Mbed-os: [nrf5x] [NRF52_DK] - RTX mutex acquire hard faults

Created on 6 Feb 2018 · 13Comments · Source: ARMmbed/mbed-os

Description

Type: Bug
Related issue: #abc
Priority: Blocker

Bug

Target
NRF52_DK

Toolchain:
GCC_ARM

Toolchain version:

mbed-cli version:
1.3.0

mbed-os sha:
caeaa49d68c67ee00275cece10cd88e0ed0f6ed3

Expected behavior
Locing the mutex and proceding.

Actual behavior

Locking in some cases causes

Mutex 0x0 error -4: Parameter error

This appears to be part of RTX5 on mutex acquire call within in an SVC event.

rtxmutexacquiregoesboom

Afterwards I end up in mbed_die() hard fault handler and I am not sure what exactly is going wrong here.

bug

Source

drahnr

All 13 comments

Note that this only happens once a filesystem is used, just RD/WR to a blockdevice works just fine.

drahnr on 6 Feb 2018

From the rtos code, the condition for parameter error in mutex acquire is:

 // Check parameters
  if ((mutex == NULL) || (mutex->id != osRtxIdMutex)) {
    EvrRtxMutexError(mutex, osErrorParameter);
    return osErrorParameter;
  }

Which condition is failing in your case, is it id is invalid?

0xc0170 on 6 Feb 2018

I experience this issue under different circumstances. Here's my post about it if this sheds more light on the bug. https://os.mbed.com/questions/80053/mbedTLS-Mutex-Parameter-Error/

AGlass0fMilk on 6 Feb 2018

@0xc0170 given the output, mutex is NULL - otherwise the %p would not become 0x0

drahnr on 7 Feb 2018

It looks like a dangling reference is used or the memory is corrupted (due to stack overflow ???).

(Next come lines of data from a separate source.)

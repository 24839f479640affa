//! CLI subcommands.

pub mod migrate;
pub mod seed;
//! `tasks` queries for the `PostgreSQL` store.

use async_trait::async_trait;

use taskboard_core::{NewTask, Task, TaskId};

use super::{PgStore, RepositoryError, TaskStore, map_unique_violation};

#[async_trait]
impl TaskStore for PgStore {
    async fn list_tasks(&self) -> Result<Vec<Task>, RepositoryError> {
        let tasks = sqlx::query_as::<_, Task>(
            r"
            SELECT id, title, description, created_at, status
            FROM tasks
            ORDER BY id
            ",
        )
        .fetch_all(self.pool())
        .await?;

        Ok(tasks)
    }

    async fn find_task(&self, id: &TaskId) -> Result<Option<Task>, RepositoryError> {
        let task = sqlx::query_as::<_, Task>(
            r"
            SELECT id, title, description, created_at, status
            FROM tasks
            WHERE id = $1
            ",
        )
        .bind(id)
        .fetch_optional(self.pool())
        .await?;

        Ok(task)
    }

    async fn insert_task(&self, task: &NewTask) -> Result<Task, RepositoryError> {
        let row = sqlx::query_as::<_, Task>(
            r"
            INSERT INTO tasks (id, title, description)
            VALUES ($1, $2, $3)
            RETURNING id, title, description, created_at, status
            ",
        )
        .bind(&task.id)
        .bind(&task.title)
        .bind(&task.description)
        .fetch_one(self.pool())
        .await
        .map_err(|e| map_unique_violation("task", e))?;

        Ok(row)
    }

    async fn update_task(&self, task: &Task) -> Result<Task, RepositoryError> {
        let row = sqlx::query_as::<_, Task>(
            r"
            UPDATE tasks
            SET title = $2, description = $3, created_at = $4, status = $5
            WHERE id = $1
            RETURNING id, title, description, created_at, status
            ",
        )
        .bind(&task.id)
        .bind(&task.title)
        .bind(&task.description)
        .bind(&task.created_at)
        .bind(task.status)
        .fetch_optional(self.pool())
        .await?;

        row.ok_or(RepositoryError::NotFound)
    }
}
//! Store collaborator for users and tasks.
//!
//! Handlers only ever see the [`Store`] trait object. Two implementations
//! exist:
//!
//! - [`PgStore`] - `PostgreSQL` via `sqlx`, used by the server binary
//! - [`MemoryStore`] - in-process tables with the same semantics, used by the
//!   handler test suite
//!
//! # Tables
//!
//! - `users` - `id` primary key, `email` unique, `password` holds an `argon2` hash
//! - `tasks` - `id` primary key, `created_at` and `status` filled by column defaults
//!
//! # Migrations
//!
//! Migrations are stored in `crates/server/migrations/` and run via:
//! ```bash
//! cargo run -p taskboard-cli -- migrate
//! ```

pub mod memory;
pub mod tasks;
pub mod users;

use std::fmt;
use std::time::Duration;

use async_trait::async_trait;
use secrecy::ExposeSecret;
use sqlx::PgPool;
use sqlx::postgres::PgPoolOptions;
use thiserror::Error;

use taskboard_core::{NewTask, NewUser, Task, TaskId, User, UserId};

pub use memory::MemoryStore;

/// Errors that can occur during repository operations.
#[derive(Debug, Error)]
pub enum RepositoryError {
    /// Database error from sqlx.
    #[error("database error: {0}")]
    Database(#[from] sqlx::Error),

    /// Data in the database is corrupted or invalid.
    #[error("data corruption: {0}")]
    DataCorruption(String),

    /// Requested entity was not found.
    #[error("not found")]
    NotFound,

    /// Constraint violation (e.g., unique email).
    #[error("constraint violation: {0}")]
    Conflict(String),

    /// The store cannot serve requests right now.
    #[error("store unavailable: {0}")]
    Unavailable(String),
}

/// Equality lookup on exactly one unique user field.
#[derive(Debug, Clone, Copy)]
pub enum UserKey<'a> {
    Id(&'a UserId),
    Email(&'a str),
}

impl UserKey<'_> {
    /// Column name the lookup filters on.
    #[must_use]
    pub const fn field(&self) -> &'static str {
        match self {
            Self::Id(_) => "id",
            Self::Email(_) => "email",
        }
    }

    /// Value the lookup compares against.
    #[must_use]
    pub fn value(&self) -> &str {
        match self {
            Self::Id(id) => id.as_str(),
            Self::Email(email) => email,
        }
    }
}

impl fmt::Display for UserKey<'_> {
    fn fmt(&self, f: &mut fmt::Formatter<'_>) -> fmt::Result {
        write!(f, "{} '{}'", self.field(), self.value())
    }
}

/// Queries over the `users` collection.
#[async_trait]
pub trait UserStore: Send + Sync {
    /// Every user.
    async fn list_users(&self) -> Result<Vec<User>, RepositoryError>;

    /// Users whose name contains `term`, ignoring case.
    async fn search_users_by_name(&self, term: &str) -> Result<Vec<User>, RepositoryError>;

    /// The first user matching `key`.
    async fn find_user(&self, key: UserKey<'_>) -> Result<Option<User>, RepositoryError>;

    /// Insert a user.
    ///
    /// Returns `RepositoryError::Conflict` if the store itself rejects a duplicate.
    async fn insert_user(&self, user: &NewUser) -> Result<User, RepositoryError>;

    /// Delete a user, returning whether a row was removed.
    async fn delete_user(&self, id: &UserId) -> Result<bool, RepositoryError>;
}

/// Queries over the `tasks` collection.
#[async_trait]
pub trait TaskStore: Send + Sync {
    /// Every task.
    async fn list_tasks(&self) -> Result<Vec<Task>, RepositoryError>;

    /// The task with `id`, if any.
    async fn find_task(&self, id: &TaskId) -> Result<Option<Task>, RepositoryError>;

    /// Insert a task; the store assigns `created_at` and `status`.
    async fn insert_task(&self, task: &NewTask) -> Result<Task, RepositoryError>;

    /// Overwrite every column of an existing task.
    ///
    /// Returns `RepositoryError::NotFound` if the task vanished.
    async fn update_task(&self, task: &Task) -> Result<Task, RepositoryError>;
}

/// The full store collaborator handed to handlers.
#[async_trait]
pub trait Store: UserStore + TaskStore {
    /// Round-trip to the store without touching any collection.
    async fn ping(&self) -> Result<(), RepositoryError>;
}

/// `PostgreSQL`-backed store.
#[derive(Debug, Clone)]
pub struct PgStore {
    pool: PgPool,
}

impl PgStore {
    /// Wrap an existing connection pool.
    #[must_use]
    pub const fn new(pool: PgPool) -> Self {
        Self { pool }
    }

    /// Get a reference to the underlying pool.
    #[must_use]
    pub const fn pool(&self) -> &PgPool {
        &self.pool
    }
}

#[async_trait]
impl Store for PgStore {
    async fn ping(&self) -> Result<(), RepositoryError> {
        sqlx::query("SELECT 1").execute(&self.pool).await?;
        Ok(())
    }
}

/// Map a unique violation to `Conflict`, naming the offending column.
pub(crate) fn map_unique_violation(entity: &str, err: sqlx::Error) -> RepositoryError {
    if let sqlx::Error::Database(ref db_err) = err
        && db_err.is_unique_violation()
    {
        let column = match db_err.constraint() {
            Some(c) if c.contains("email") => "email",
            _ => "id",
        };
        return RepositoryError::Conflict(format!("a {entity} with this {column} already exists"));
    }
    RepositoryError::Database(err)
}

/// Create a `PostgreSQL` connection pool with sensible defaults.
///
/// # Arguments
///
/// * `database_url` - `PostgreSQL` connection string (wrapped in `SecretString`)
///
/// # Errors
///
/// Returns `sqlx::Error` if the connection cannot be established.
pub async fn create_pool(database_url: &secrecy::SecretString) -> Result<PgPool, sqlx::Error> {
    PgPoolOptions::new()
        .max_connections(10)
        .min_connections(2)
        .acquire_timeout(Duration::from_secs(10))
        .connect(database_url.expose_secret())
        .await
}
//! `users` queries for the `PostgreSQL` store.
//!
//! Runtime-checked `sqlx` queries mapped straight into the core `User` record.
//! The `password` column is written on insert and never selected.

use async_trait::async_trait;

use taskboard_core::{NewUser, User, UserId};

use super::{PgStore, RepositoryError, UserKey, UserStore, map_unique_violation};

/// Escape `LIKE` metacharacters so the term matches literally.
fn escape_like(term: &str) -> String {
    let mut escaped = String::with_capacity(term.len());
    for c in term.chars() {
        if matches!(c, '\\' | '%' | '_') {
            escaped.push('\\');
        }
        escaped.push(c);
    }
    escaped
}

#[async_trait]
impl UserStore for PgStore {
    async fn list_users(&self) -> Result<Vec<User>, RepositoryError> {
        let users = sqlx::query_as::<_, User>(
            r"
            SELECT id, name, email
            FROM users
            ORDER BY id
            ",
        )
        .fetch_all(self.pool())
        .await?;

        Ok(users)
    }

    async fn search_users_by_name(&self, term: &str) -> Result<Vec<User>, RepositoryError> {
        let users = sqlx::query_as::<_, User>(
            r"
            SELECT id, name, email
            FROM users
            WHERE name ILIKE '%' || $1 || '%' ESCAPE '\'
            ORDER BY id
            ",
        )
        .bind(escape_like(term))
        .fetch_all(self.pool())
        .await?;

        Ok(users)
    }

    async fn find_user(&self, key: UserKey<'_>) -> Result<Option<User>, RepositoryError> {
        let query = match key {
            UserKey::Id(_) => "SELECT id, name, email FROM users WHERE id = $1 LIMIT 1",
            UserKey::Email(_) => "SELECT id, name, email FROM users WHERE email = $1 LIMIT 1",
        };

        let user = sqlx::query_as::<_, User>(query)
            .bind(key.value())
            .fetch_optional(self.pool())
            .await?;

        Ok(user)
    }

    async fn insert_user(&self, user: &NewUser) -> Result<User, RepositoryError> {
        let row = sqlx::query_as::<_, User>(
            r"
            INSERT INTO users (id, name, email, password)
            VALUES ($1, $2, $3, $4)
            RETURNING id, name, email
            ",
        )
        .bind(&user.id)
        .bind(&user.name)
        .bind(&user.email)
        .bind(&user.password_hash)
        .fetch_one(self.pool())
        .await
        .map_err(|e| map_unique_violation("user", e))?;

        Ok(row)
    }

    async fn delete_user(&self, id: &UserId) -> Result<bool, RepositoryError> {
        let result = sqlx::query(
            r"
            DELETE FROM users
            WHERE id = $1
            ",
        )
        .bind(id)
        .execute(self.pool())
        .await?;

        Ok(result.rows_affected() > 0)
    }
}

#[cfg(test)]
mod tests {
    use super::*;

    #[test]
    fn test_escape_like() {
        assert_eq!(escape_like("ana"), "ana");
        assert_eq!(escape_like("50%_off"), "50\\%\\_off");
        assert_eq!(escape_like("a\\b"), "a\\\\b");
    }
}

@drahnr Could you indicates how we can reproduce the issue ?

I found that if I moved BLE event processing to the main thread and used the spawned thread to run the encryption algorithms then I wouldn't encounter the crash/errors I was seeing before. I also reduced the stack size of the spawned thread until the encryption algorithm failed (it came back with a non-zero error) but even then mbed didn't crash.

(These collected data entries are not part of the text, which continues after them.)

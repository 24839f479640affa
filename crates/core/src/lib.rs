//! Taskboard Core - Domain types and request validation.
//!
//! This crate provides the pieces of the task board that need no I/O:
//! - [`types`] - Newtype IDs, the task status and the `User`/`Task` records
//! - [`validate`] - Per-field validators and the password policy
//! - [`merge`] - Partial-update merge for tasks
//!
//! # Architecture
//!
//! The core crate contains only types and pure functions - no database
//! access, no HTTP. The `server` crate drives these from its handlers and the
//! `cli` crate reuses them when seeding.

#![cfg_attr(not(test), forbid(unsafe_code))]

pub mod merge;
pub mod types;
pub mod validate;

pub use merge::{TaskPatch, merge};
pub use types::*;
pub use validate::{FieldRule, ValidationError};
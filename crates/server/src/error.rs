//! Unified error handling with Sentry integration.
//!
//! Every handler returns `Result<_, ApiError>`. The error carries its own
//! taxonomy entry and HTTP status, and becomes exactly one response: the
//! status code plus a plain-text message. Unexpected errors are captured to
//! Sentry before responding and their details are not sent to the client.

use axum::{
    http::StatusCode,
    response::{IntoResponse, Response},
};
use thiserror::Error;

use taskboard_core::ValidationError;

use crate::db::RepositoryError;

/// Taxonomy of request failures.
#[derive(Debug, Clone, Copy, PartialEq, Eq)]
pub enum ErrorKind {
    /// Malformed, missing or out-of-policy field.
    Validation,
    /// Referenced record is absent.
    NotFound,
    /// Unique field already taken.
    Conflict,
    /// Access rule on the id rejected the request.
    AccessRule,
    /// Anything the handler did not anticipate, store failures included.
    Unexpected,
}

/// Application-level error type for the task board.
#[derive(Debug, Error)]
pub enum ApiError {
    /// A request field failed validation.
    #[error(transparent)]
    Validation(#[from] ValidationError),

    /// Resource not found.
    #[error("{0}")]
    NotFound(String),

    /// Unique field already in use.
    #[error("{0}")]
    Conflict(String),

    /// The id does not satisfy the operation's access rule.
    #[error("{0}")]
    AccessRule(String),

    /// Store operation failed.
    #[error("Database error: {0}")]
    Database(#[source] RepositoryError),

    /// Internal server error.
    #[error("Internal error: {0}")]
    Internal(String),
}

impl From<RepositoryError> for ApiError {
    fn from(err: RepositoryError) -> Self {
        match err {
            RepositoryError::Conflict(message) => Self::Conflict(message),
            RepositoryError::NotFound => Self::NotFound("the record no longer exists".to_owned()),
            other => Self::Database(other),
        }
    }
}

impl ApiError {
    /// Taxonomy entry of this error.
    #[must_use]
    pub const fn kind(&self) -> ErrorKind {
        match self {
            Self::Validation(_) => ErrorKind::Validation,
            Self::NotFound(_) => ErrorKind::NotFound,
            Self::Conflict(_) => ErrorKind::Conflict,
            Self::AccessRule(_) => ErrorKind::AccessRule,
            Self::Database(_) | Self::Internal(_) => ErrorKind::Unexpected,
        }
    }

    /// HTTP status sent for this error.
    ///
    /// Duplicates are reported as 400 and access-rule failures as 404, the
    /// codes existing clients already handle.
    #[must_use]
    pub const fn status(&self) -> StatusCode {
        match self.kind() {
            ErrorKind::Validation | ErrorKind::Conflict => StatusCode::BAD_REQUEST,
            ErrorKind::NotFound | ErrorKind::AccessRule => StatusCode::NOT_FOUND,
            ErrorKind::Unexpected => StatusCode::INTERNAL_SERVER_ERROR,
        }
    }

    /// Whether this error is a server-side failure.
    #[must_use]
    pub const fn is_unexpected(&self) -> bool {
        matches!(self.kind(), ErrorKind::Unexpected)
    }
}

impl IntoResponse for ApiError {
    fn into_response(self) -> Response {
        let status = self.status();

        // Don't expose internal error details to clients
        let message = if self.is_unexpected() {
            let event_id = sentry::capture_error(&self);
            tracing::error!(
                error = %self,
                sentry_event_id = %event_id,
                "Request error"
            );
            "Unexpected error".to_owned()
        } else {
            tracing::info!(kind = ?self.kind(), status = status.as_u16(), error = %self, "Request rejected");
            self.to_string()
        };

        (status, message).into_response()
    }
}

/// Result type alias for `ApiError`.
pub type Result<T> = std::result::Result<T, ApiError>;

@AGlass0fMilk Do you have local, global or dynamically allocated ble objects ?

pan- on 7 Feb 2018

@pan- I can try to reproduce, I still have the git state branched but I can not share that code freely. But I am going to retry with a bigger stack size / moving the variable out of main to static.

drahnr on 7 Feb 2018

@pan- As far as I know, BLE functions as a singleton. I simply call:

BLE &l_BLE = BLE::Instance();
l_BLE.onEventsToProcess(scheduleBleEventsProcessing);
l_BLE.init(bleInitComplete);

and that initializes it. This occurs in the thread that handles crypto calculations, but the main thread is actually dispatching the EventQueue driving the BLE system.

I thought it may have been a stack overflow problem (still seems like that) but I couldn't reproduce it even after reducing the crypto thread stack size to 2kB. The stack is globally allocated for the crypto thread, if that makes a difference.

As a side note, is there any definitive way to increase the default main thread stack size with mbed_app.json? The settings I've tried seem to have no effect.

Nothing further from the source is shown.